L'eau sous surveillance. Les délits se répétant, notre regard devient tous les jours un peu plus incisif.

Préservation de l'eau (III)

Surveillance des écosystèmes aquatiques

Si nous voulons assurer la préservation des écosystèmes aquatiques, nous devons contrôler en permanence leur état de santé, tant au niveau de la qualité de leurs eaux que de la diversité des organismes qui y vivent et de la qualité de leurs biotopes.

Quand la pollution est visible (corps flottants, mousses...) le diagnostic est généralement aisé. Mais ce n'est pas toujours le cas : une eau claire peut être fortement polluée et par manque de personnel ou par négligence il est arrivé que la pollution ne soit détectée que dans un autre pays, situé à 150 km en aval de la source de pollution !

Les autorités de contrôle doivent donc disposer de moyens de détection efficaces et assurer ce travail avec rigueur tout au long de l'année au risque d'assister à des intoxications inattendues, rappelez-vous la maladie de Minamata.

Certaines de ces mesures permettent d'évaluer la concentration des différentes substances in situ en continu. D'autres doivent être faites en laboratoire à partir d'échantillons d'eau prélevés dans le milieu naturel.

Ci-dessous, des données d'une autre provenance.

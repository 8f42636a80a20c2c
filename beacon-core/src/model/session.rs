use std::fmt;
use uuid::Uuid;

/// Identifier the server assigns to a connection when it is accepted.
/// Session ids never travel on the wire; peers are addressed by username
/// inside a room.
#[derive(Debug, Clone, Copy, Hash, Eq, PartialEq)]
pub struct SessionId(pub Uuid);

impl SessionId {
    pub fn new() -> Self {
        Self(Uuid::new_v4())
    }
}

impl fmt::Display for SessionId {
    fn fmt(&self, f: &mut fmt::Formatter<'_>) -> fmt::Result {
        write!(f, "{}", self.0)
    }
}
use crate::integration::{create_test_state, init_tracing};
use crate::utils::TestConn;

#[tokio::test]
async fn test_disconnect_without_join_is_quiet() {
    init_tracing();

    let state = create_test_state();
    let mut alice = TestConn::connect(&state);
    let idler = TestConn::connect(&state);

    alice.join("R1", "alice");
    while alice.try_next().is_some() {}

    // A connection that never joined leaves no trace when it goes.
    idler.disconnect();

    alice.assert_silent();
    assert_eq!(state.rooms.users("R1").unwrap(), vec!["alice"]);
    assert_eq!(state.rooms.room_count(), 1);
}
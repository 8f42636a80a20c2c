use anyhow::{Context, Result};
use std::net::SocketAddr;

/// Runtime settings for the relay.
#[derive(Debug, Clone)]
pub struct ServerConfig {
    pub addr: SocketAddr,
}

impl Default for ServerConfig {
    fn default() -> Self {
        Self {
            addr: SocketAddr::from(([0, 0, 0, 0], 3000)),
        }
    }
}

impl ServerConfig {
    /// Read settings from the environment, keeping defaults for anything
    /// unset. `BEACON_ADDR` overrides the listen address.
    pub fn from_env() -> Result<Self> {
        let mut config = Self::default();

        if let Ok(addr) = std::env::var("BEACON_ADDR") {
            config.addr = addr
                .parse()
                .with_context(|| format!("invalid BEACON_ADDR '{addr}'"))?;
        }

        Ok(config)
    }
}
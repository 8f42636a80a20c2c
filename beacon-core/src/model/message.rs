use serde::{Deserialize, Serialize};
use std::fmt;
use thiserror::Error;

/// Position-assigned role inside a room: the first member of a fresh room
/// is the caller, whoever joins a room that already has a member answers.
#[derive(Debug, Clone, Copy, PartialEq, Eq, Serialize, Deserialize)]
#[serde(rename_all = "lowercase")]
pub enum Role {
    Caller,
    Callee,
}

impl fmt::Display for Role {
    fn fmt(&self, f: &mut fmt::Formatter<'_>) -> fmt::Result {
        match self {
            Role::Caller => write!(f, "caller"),
            Role::Callee => write!(f, "callee"),
        }
    }
}

/// The three negotiation message kinds the relay forwards without looking
/// inside them.
#[derive(Debug, Clone, Copy, PartialEq, Eq)]
pub enum SignalKind {
    Offer,
    Answer,
    Ice,
}

/// A validated inbound message. Everything a client can legally send
/// collapses into one of these two shapes; the opaque fields of a signal
/// (`payload`, `to`, ...) stay in the original frame, which is what gets
/// relayed.
#[derive(Debug, Clone, PartialEq, Eq)]
pub enum ClientMessage {
    Join { room_id: String, username: String },
    Signal { room_id: String, kind: SignalKind },
}

/// Why an inbound frame was refused. The `Display` strings are the wire
/// protocol: they are sent to the client verbatim inside an `error`
/// message, so they must not drift.
#[derive(Debug, Clone, PartialEq, Eq, Error)]
pub enum ProtocolError {
    #[error("Malformed message: {0}")]
    Malformed(String),
    #[error("Missing required fields: type or roomId")]
    MissingEnvelope,
    #[error("Missing required field: from")]
    MissingFrom,
    #[error("Unknown message type: {0}")]
    UnknownType(String),
}

/// Loose envelope used to pull the routing fields out of a frame before
/// any of them are known to be present. Unknown fields are deliberately
/// ignored so they survive the relay untouched.
#[derive(Debug, Deserialize)]
struct RawMessage {
    #[serde(rename = "type")]
    kind: Option<String>,
    #[serde(rename = "roomId")]
    room_id: Option<String>,
    from: Option<String>,
}

impl ClientMessage {
    /// Parse and validate one inbound text frame.
    ///
    /// Field checks run in the order the protocol promises its error
    /// messages: well-formedness, then `type`/`roomId`, then `from` for a
    /// join, then the message type itself.
    pub fn parse(text: &str) -> Result<Self, ProtocolError> {
        let raw: RawMessage =
            serde_json::from_str(text).map_err(|e| ProtocolError::Malformed(e.to_string()))?;

        let (kind, room_id) = match (raw.kind, raw.room_id) {
            (Some(kind), Some(room_id)) => (kind, room_id),
            _ => return Err(ProtocolError::MissingEnvelope),
        };

        match kind.as_str() {
            "join" => match raw.from {
                Some(username) => Ok(ClientMessage::Join { room_id, username }),
                None => Err(ProtocolError::MissingFrom),
            },
            "offer" => Ok(ClientMessage::Signal {
                room_id,
                kind: SignalKind::Offer,
            }),
            "answer" => Ok(ClientMessage::Signal {
                room_id,
                kind: SignalKind::Answer,
            }),
            "ice" => Ok(ClientMessage::Signal {
                room_id,
                kind: SignalKind::Ice,
            }),
            other => Err(ProtocolError::UnknownType(other.to_owned())),
        }
    }
}

/// Every message the relay itself emits.
#[derive(Debug, Clone, PartialEq, Eq, Serialize, Deserialize)]
#[serde(tag = "type", rename_all = "kebab-case")]
pub enum ServerMessage {
    /// Join acknowledgement, sent to the joiner before anything else so it
    /// learns its role before hearing about anyone else.
    Joined { role: Role, users: Vec<String> },
    /// Current usernames of a room, broadcast to every member after each
    /// successful join.
    UserList { users: Vec<String> },
    PeerJoined {
        #[serde(rename = "roomId")]
        room_id: String,
    },
    PeerLeft {
        #[serde(rename = "roomId")]
        room_id: String,
    },
    Error { message: String },
}
pub mod model;

pub use model::{ClientMessage, ProtocolError, Role, ServerMessage, SessionId, SignalKind};
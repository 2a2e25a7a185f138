use std::sync::Arc;

use crate::{
    captions::CaptionOrchestrator,
    compositing::Compositor,
    error::{MemeError, Result},
    imaging::ImageNormalizer,
};

/// Shared, read-only handles used by every request.
#[derive(Clone)]
pub struct AppState {
    pub orchestrator: CaptionOrchestrator,
    pub normalizer: ImageNormalizer,
    /// `None` when no caption font could be loaded; export is then unavailable.
    pub compositor: Option<Arc<Compositor>>,
}

impl AppState {
    pub fn new(
        orchestrator: CaptionOrchestrator,
        normalizer: ImageNormalizer,
        compositor: Option<Compositor>,
    ) -> Self {
        Self {
            orchestrator,
            normalizer,
            compositor: compositor.map(Arc::new),
        }
    }

    pub fn compositor(&self) -> Result<Arc<Compositor>> {
        self.compositor.clone().ok_or_else(|| {
            MemeError::ConfigError("export requires a caption font; set MEME_FONT_PATH".into())
        })
    }
}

Mais étant donné que les polluants ne se limitent pas à l'eau mais migrent vers les terres ou dans l'atmosphère et contaminent même les organismes vivants, les analyses physico-chimiques de l'eau ne suffisent pas pour réellement apprécier la qualité écologique des écosystèmes aquatiques. En outre, elles sont mal adaptées pour détecter des pollutions intermittentes ou ponctuelles qui ne se produisent pas nécessairement lors de la prise d'échantillons, et elles ne prennent pas en compte les perturbations physiques du milieu.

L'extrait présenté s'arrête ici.